----- Data
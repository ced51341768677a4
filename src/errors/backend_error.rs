//! Errors raised by a compute backend.

use thiserror::Error;

/// Errors that can occur while acquiring a device, building kernels or running them.
#[derive(Error, Debug)]
pub enum BackendError {
    #[error("No compute device available: {message}")]
    DeviceUnavailable { message: String },

    #[error("Kernel program failed to compile:\n{log}")]
    CompileError { log: String },

    #[error("Kernel entry point '{name}' could not be created from the compiled program")]
    KernelCreationError { name: String },

    #[error("Buffer {id} is not allocated on this device")]
    UnknownBuffer { id: usize },

    #[error("Buffer '{label}' holds {expected} f32 values, got {actual}")]
    BufferLengthMismatch {
        label: String,
        expected: usize,
        actual: usize,
    },

    #[error("Device execution failed: {message}")]
    DeviceExecutionError { message: String },

    #[error("Completion handle {id} has not been resolved by a wait")]
    UnresolvedHandle { id: u64 },
}

pub type BackendResult<T> = std::result::Result<T, BackendError>;
//! Inference pipeline: three layer executions over a fixed set of arena slots.

use log::{debug, info};

use crate::backend::{CompletionHandle, ComputeBackend, DeviceInfo};
use crate::errors::{BackendError, PipelineResult};
use crate::layer_executor::{LayerBuffers, LayerExecutor, LayerHandles};
use crate::network::{LayerSpec, MAX_LAYER_WIDTH, NetworkDefinition};
use crate::profiling::{self, TimingReport};
use crate::tensor::{BufferId, TensorArena, TensorDescriptor, TensorRole};

/// Result of [`InferencePipeline::infer_traced`].
#[derive(Debug, Clone, PartialEq)]
pub struct InferenceTrace {
    pub output: f32,
    /// Each layer's output vector, `output_width` elements long.
    pub layer_outputs: Vec<Vec<f32>>,
    pub report: TimingReport,
}

/// Owns a backend loaded with one network and runs single-sample inference on it.
///
/// Slots: `input` (1), `hidden` (activations between layers), `scratch` (multiply
/// accumulator), `output` (1), plus each layer's weights and bias. Both reusable slots
/// are sized to the widest layer.
pub struct InferencePipeline<B: ComputeBackend> {
    backend: B,
    arena: TensorArena,
    layers: Vec<LayerSpec>,
    input: BufferId,
    hidden: BufferId,
    scratch: BufferId,
    output: BufferId,
}

impl<B: ComputeBackend> InferencePipeline<B> {
    /// Declares every slot and uploads the network's parameters to the backend.
    pub fn new(mut backend: B, network: &NetworkDefinition) -> PipelineResult<Self> {
        network.validate()?;

        let mut arena = TensorArena::new();
        let mut declare = |descriptor: TensorDescriptor,
                           contents: Option<&[f32]>|
         -> Result<BufferId, BackendError> {
            let id = arena.declare(descriptor.clone());
            backend.allocate(id, &descriptor, contents)?;
            Ok(id)
        };

        let input = declare(TensorDescriptor::new("input", 1, TensorRole::Input), None)?;
        let hidden = declare(
            TensorDescriptor::new("hidden", MAX_LAYER_WIDTH, TensorRole::Scratch),
            None,
        )?;
        let scratch = declare(
            TensorDescriptor::new("scratch", MAX_LAYER_WIDTH, TensorRole::Scratch),
            None,
        )?;
        let output = declare(TensorDescriptor::new("output", 1, TensorRole::Output), None)?;

        let mut layers = Vec::with_capacity(network.layers.len());
        for (position, definition) in network.layers.iter().enumerate() {
            let index = position + 1;
            let weights = declare(
                TensorDescriptor::new(
                    format!("layer{index}.weights"),
                    definition.weights.len(),
                    TensorRole::Weight,
                ),
                Some(definition.weights.as_slice()),
            )?;
            let bias = declare(
                TensorDescriptor::new(
                    format!("layer{index}.bias"),
                    definition.bias.len(),
                    TensorRole::Bias,
                ),
                Some(definition.bias.as_slice()),
            )?;
            layers.push(LayerSpec {
                index,
                input_width: definition.input_width,
                output_width: definition.output_width,
                weights,
                bias,
                apply_activation: network.applies_activation(position),
            });
        }

        info!(
            "Pipeline ready on {}: {} layers, {} slots, {} bytes",
            backend.device_info().device,
            layers.len(),
            arena.len(),
            arena.footprint_bytes()
        );

        Ok(Self {
            backend,
            arena,
            layers,
            input,
            hidden,
            scratch,
            output,
        })
    }

    /// Runs one forward pass and returns the output scalar.
    pub fn infer(&mut self, x: f32) -> PipelineResult<f32> {
        let layers = self.enqueue(x)?;
        let handles: Vec<CompletionHandle> = layers
            .iter()
            .flat_map(|layer| layer.handles.iter().copied())
            .collect();
        self.backend.wait_all(&handles)?;
        self.read_output()
    }

    /// Runs one forward pass and aggregates the timings of all its launches.
    pub fn infer_profiled(&mut self, x: f32) -> PipelineResult<(f32, TimingReport)> {
        let layers = self.enqueue(x)?;
        let report = profiling::report(&layers, &mut self.backend)?;
        let output = self.read_output()?;
        Ok((output, report))
    }

    /// Runs one forward pass layer by layer, reading back every layer's output.
    ///
    /// Waits after each layer, so the reported timings include no overlap between layers.
    pub fn infer_traced(&mut self, x: f32) -> PipelineResult<InferenceTrace> {
        self.backend.write(self.input, &[x])?;

        let executor = LayerExecutor::new(&self.arena);
        let mut layers = Vec::with_capacity(self.layers.len());
        let mut layer_outputs = Vec::with_capacity(self.layers.len());
        let mut after = None;
        for (position, layer) in self.layers.iter().enumerate() {
            let buffers = self.layer_buffers(position);
            let handles = executor.run_layer(&mut self.backend, layer, &buffers, after)?;
            self.backend.wait_all(&handles.handles)?;

            let mut values = self.backend.read(buffers.output)?;
            values.truncate(layer.output_width);
            debug!("Layer {} output: {:?}", layer.index, values);
            layer_outputs.push(values);

            after = handles.last();
            layers.push(handles);
        }

        let report = profiling::report(&layers, &mut self.backend)?;
        let output = self.read_output()?;
        Ok(InferenceTrace {
            output,
            layer_outputs,
            report,
        })
    }

    pub fn backend(&self) -> &B {
        &self.backend
    }

    pub fn backend_mut(&mut self) -> &mut B {
        &mut self.backend
    }

    pub fn into_backend(self) -> B {
        self.backend
    }

    pub fn device_info(&self) -> &DeviceInfo {
        self.backend.device_info()
    }

    pub fn arena(&self) -> &TensorArena {
        &self.arena
    }

    pub fn layers(&self) -> &[LayerSpec] {
        &self.layers
    }

    /// Buffers for the layer at `position`: the first reads `input`, the last writes
    /// `output`, and everything in between goes through `hidden`.
    fn layer_buffers(&self, position: usize) -> LayerBuffers {
        LayerBuffers {
            input: if position == 0 { self.input } else { self.hidden },
            output: if position + 1 == self.layers.len() {
                self.output
            } else {
                self.hidden
            },
            scratch: self.scratch,
        }
    }

    /// Writes `x` and enqueues all layers without waiting.
    fn enqueue(&mut self, x: f32) -> PipelineResult<Vec<LayerHandles>> {
        self.backend.write(self.input, &[x])?;

        let executor = LayerExecutor::new(&self.arena);
        let mut layers = Vec::with_capacity(self.layers.len());
        let mut after = None;
        for (position, layer) in self.layers.iter().enumerate() {
            let buffers = self.layer_buffers(position);
            let handles = executor.run_layer(&mut self.backend, layer, &buffers, after)?;
            after = handles.last();
            layers.push(handles);
        }
        Ok(layers)
    }

    fn read_output(&mut self) -> PipelineResult<f32> {
        let values = self.backend.read(self.output)?;
        values.first().copied().ok_or_else(|| {
            BackendError::BufferLengthMismatch {
                label: "output".to_string(),
                expected: 1,
                actual: values.len(),
            }
            .into()
        })
    }
}
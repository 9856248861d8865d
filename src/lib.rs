// src/lib.rs
// Public library surface for the binaries and integration tests.

pub mod accounts;
pub mod api;
pub mod config;
pub mod history;
pub mod ingest;
pub mod metrics;

pub use crate::api::{router, AppState};
pub use crate::ingest::{ConfigPipeline, Orchestrator, PipelineBuilder, RunReport};

use tracing_subscriber::{fmt, prelude::*, EnvFilter};

/// Install the global tracing subscriber. `RUST_LOG` wins over `default_filter`;
/// `LOG_FORMAT=json` switches to JSON lines. Calling it twice is harmless.
pub fn init_tracing(default_filter: &str) {
    let filter =
        EnvFilter::try_from_default_env().unwrap_or_else(|_| EnvFilter::new(default_filter));
    let json = std::env::var("LOG_FORMAT").is_ok_and(|v| v.eq_ignore_ascii_case("json"));

    let _ = tracing_subscriber::registry()
        .with(filter)
        .with(json.then(|| fmt::layer().json()))
        .with((!json).then(|| fmt::layer().compact()))
        .try_init();
}
// src/ingest/client.rs
//! HTTP side of the provider client: per-call timeout, bounded retries with
//! exponential backoff on transport failures, status/body classification.

use reqwest::{Client, StatusCode};
use serde::de::DeserializeOwned;
use std::time::Duration;

use crate::ingest::error::ProviderError;

#[derive(Debug, Clone, Copy, PartialEq, Eq)]
pub struct RetryPolicy {
    pub max_retries: u32,
    pub base_delay: Duration,
    pub factor: u32,
}

impl Default for RetryPolicy {
    /// 2 retries: 200ms, then 800ms.
    fn default() -> Self {
        Self {
            max_retries: 2,
            base_delay: Duration::from_millis(200),
            factor: 4,
        }
    }
}

impl RetryPolicy {
    pub fn new(max_retries: u32, base_delay: Duration) -> Self {
        Self {
            max_retries,
            base_delay,
            ..Self::default()
        }
    }

    /// Delay before retry number `retry` (0-based).
    pub fn delay_for(&self, retry: u32) -> Duration {
        self.base_delay
            .saturating_mul(self.factor.saturating_pow(retry))
    }
}

/// One GET request, rebuilt on every attempt.
#[derive(Debug, Clone, Default)]
pub struct FetchRequest {
    pub url: String,
    pub query: Vec<(String, String)>,
    pub headers: Vec<(String, String)>,
}

impl FetchRequest {
    pub fn get(url: impl Into<String>) -> Self {
        Self {
            url: url.into(),
            ..Self::default()
        }
    }

    pub fn query(mut self, key: &str, value: impl ToString) -> Self {
        self.query.push((key.to_string(), value.to_string()));
        self
    }

    pub fn header(mut self, key: &str, value: impl ToString) -> Self {
        self.headers.push((key.to_string(), value.to_string()));
        self
    }
}

#[derive(Clone)]
pub struct HttpFetcher {
    client: Client,
    timeout: Duration,
    retry: RetryPolicy,
    provider: String,
}

impl HttpFetcher {
    pub fn new(provider: &str, timeout: Duration, retry: RetryPolicy) -> Self {
        Self {
            client: Client::new(),
            timeout,
            retry,
            provider: provider.to_string(),
        }
    }

    async fn attempt(&self, req: &FetchRequest) -> Result<(StatusCode, String), reqwest::Error> {
        let mut builder = self
            .client
            .get(&req.url)
            .query(&req.query)
            .timeout(self.timeout);
        for (k, v) in &req.headers {
            builder = builder.header(k.as_str(), v.as_str());
        }
        let resp = builder.send().await?;
        let status = resp.status();
        let body = resp.text().await?;
        Ok((status, body))
    }

    /// Raw body of a 2xx response.
    ///
    /// Only transport errors and timeouts are retried; a response that arrived
    /// but is wrong (non-2xx) is classified immediately.
    pub async fn get_text(&self, req: &FetchRequest) -> Result<String, ProviderError> {
        let mut retry: u32 = 0;
        loop {
            match self.attempt(req).await {
                Ok((status, body)) => {
                    if status == StatusCode::UNAUTHORIZED || status == StatusCode::FORBIDDEN {
                        return Err(ProviderError::Auth(format!("HTTP {status}")));
                    }
                    if !status.is_success() {
                        return Err(ProviderError::MalformedResponse(format!("HTTP {status}")));
                    }
                    return Ok(body);
                }
                Err(e) => {
                    if retry < self.retry.max_retries {
                        let delay = self.retry.delay_for(retry);
                        tracing::warn!(
                            target: "ingest",
                            provider = %self.provider,
                            error = %e,
                            retry = retry + 1,
                            delay_ms = delay.as_millis() as u64,
                            "provider request failed; retrying"
                        );
                        tokio::time::sleep(delay).await;
                        retry += 1;
                        continue;
                    }
                    return Err(ProviderError::Unavailable(format!(
                        "{e} (after {} attempts)",
                        retry + 1
                    )));
                }
            }
        }
    }

    pub async fn get_json<T: DeserializeOwned>(&self, req: &FetchRequest) -> Result<T, ProviderError> {
        let body = self.get_text(req).await?;
        parse_json(&body)
    }
}

pub(crate) fn parse_json<T: DeserializeOwned>(body: &str) -> Result<T, ProviderError> {
    serde_json::from_str(body).map_err(|e| ProviderError::MalformedResponse(format!("body: {e}")))
}
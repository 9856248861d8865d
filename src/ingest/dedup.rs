// src/ingest/dedup.rs
use serde::Serialize;
use sha2::{Digest, Sha256};
use std::collections::HashMap;

use crate::ingest::types::{ContentItem, ContentKind};

#[derive(Debug, Clone, Copy, PartialEq, Eq, Serialize)]
#[serde(rename_all = "snake_case")]
pub enum Decision {
    Create,
    Update,
    Skip,
}

/// Pure decision against the store's `natural_key → content_hash` view.
pub fn classify(item: &ContentItem, existing_by_key: &HashMap<String, String>) -> Decision {
    match existing_by_key.get(&item.natural_key) {
        None => Decision::Create,
        Some(stored) if *stored != item.content_hash => Decision::Update,
        Some(_) => Decision::Skip,
    }
}

/// Headline fingerprint: lowercased alphanumeric words, hashed. Punctuation
/// and spacing variants of one headline collide. `None` for empty titles.
pub fn title_fingerprint(title: &str) -> Option<String> {
    let folded = title
        .to_lowercase()
        .split(|c: char| !c.is_alphanumeric())
        .filter(|w| !w.is_empty())
        .collect::<Vec<_>>()
        .join(" ");
    if folded.is_empty() {
        return None;
    }
    let hex = format!("{:x}", Sha256::digest(folded.as_bytes()));
    Some(hex[..16].to_string())
}

/// Batch wrapper around [`classify`]: every decision is folded back into the
/// local view, so a key seen twice in one batch compares against its first
/// occurrence instead of the stale store snapshot.
///
/// New articles are also checked by headline: an article whose title
/// fingerprint already belongs to another key (syndicated copy under a
/// different URL) is skipped.
#[derive(Debug, Default)]
pub struct Deduplicator {
    view: HashMap<String, String>,
    /// title fingerprint → natural key that owns it
    titles: HashMap<String, String>,
}

impl Deduplicator {
    pub fn new(existing_by_key: HashMap<String, String>) -> Self {
        Self {
            view: existing_by_key,
            titles: HashMap::new(),
        }
    }

    /// Seed the headline view with stored `natural_key → title` pairs.
    pub fn with_titles(mut self, titles: HashMap<String, String>) -> Self {
        for (key, title) in titles {
            if let Some(fp) = title_fingerprint(&title) {
                self.titles.entry(fp).or_insert(key);
            }
        }
        self
    }

    pub fn decide(&mut self, item: &ContentItem) -> Decision {
        let decision = classify(item, &self.view);
        if decision == Decision::Create && item.kind == ContentKind::Article {
            if let Some(fp) = title_fingerprint(&item.title) {
                match self.titles.get(&fp) {
                    Some(owner) if *owner != item.natural_key => return Decision::Skip,
                    Some(_) => {}
                    None => {
                        self.titles.insert(fp, item.natural_key.clone());
                    }
                }
            }
        }
        if decision != Decision::Skip {
            self.view
                .insert(item.natural_key.clone(), item.content_hash.clone());
        }
        decision
    }

    pub fn decide_all(&mut self, items: Vec<ContentItem>) -> Vec<(ContentItem, Decision)> {
        items
            .into_iter()
            .map(|item| {
                let d = self.decide(&item);
                (item, d)
            })
            .collect()
    }
}

#[cfg(test)]
mod tests {
    use super::*;
    use crate::ingest::types::ContentKind;
    use chrono::{TimeZone, Utc};

    fn item(key: &str, hash: &str) -> ContentItem {
        titled(key, hash, "t")
    }

    fn titled(key: &str, hash: &str, title: &str) -> ContentItem {
        let ts = Utc.with_ymd_and_hms(2025, 1, 1, 0, 0, 0).unwrap();
        ContentItem {
            natural_key: key.into(),
            kind: ContentKind::Article,
            title: title.into(),
            body: Some("b".into()),
            published_at: ts,
            media: None,
            source_url: None,
            source_name: None,
            match_details: None,
            source_provider: "p".into(),
            ingested_at: ts,
            content_hash: hash.into(),
        }
    }

    #[test]
    fn create_update_skip() {
        let existing = HashMap::from([("p:1".to_string(), "aaa".to_string())]);
        assert_eq!(classify(&item("p:2", "aaa"), &existing), Decision::Create);
        assert_eq!(classify(&item("p:1", "bbb"), &existing), Decision::Update);
        assert_eq!(classify(&item("p:1", "aaa"), &existing), Decision::Skip);
    }

    #[test]
    fn repeated_key_in_batch_compares_with_first_occurrence() {
        let mut d = Deduplicator::default();
        let out = d.decide_all(vec![item("p:1", "h1"), item("p:1", "h1"), item("p:1", "h2")]);
        let decisions: Vec<_> = out.into_iter().map(|(_, d)| d).collect();
        assert_eq!(
            decisions,
            vec![Decision::Create, Decision::Skip, Decision::Update]
        );
    }

    #[test]
    fn headline_variants_share_a_fingerprint() {
        assert_eq!(
            title_fingerprint("Flamengo vence o Vasco!"),
            title_fingerprint("  flamengo  vence o vasco ")
        );
        assert_ne!(
            title_fingerprint("Flamengo vence o Vasco"),
            title_fingerprint("Flamengo perde para o Vasco")
        );
        assert_eq!(title_fingerprint(" -- "), None);
    }

    #[test]
    fn syndicated_copy_under_another_key_is_skipped() {
        let stored = HashMap::from([("p:old".to_string(), "Flamengo vence o clássico".to_string())]);
        let mut d = Deduplicator::default().with_titles(stored);
        let out = d.decide_all(vec![
            titled("p:a", "h1", "Flamengo vence o clássico!"),
            titled("p:b", "h2", "Gabigol renova contrato"),
            titled("p:c", "h3", "Gabigol renova contrato"),
        ]);
        let decisions: Vec<_> = out.into_iter().map(|(_, d)| d).collect();
        assert_eq!(
            decisions,
            vec![Decision::Skip, Decision::Create, Decision::Skip]
        );
    }
}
----------
#### [Your goal]
Bring together all lines of the entries above in which the string "push" occurs.

#### [Your response]
            layers.push(LayerSpec {
            layer_outputs.push(values);
            layers.push(handles);
            layers.push(handles);
        self.query.push((key.to_string(), value.to_string()));
        self.headers.push((key.to_string(), value.to_string()));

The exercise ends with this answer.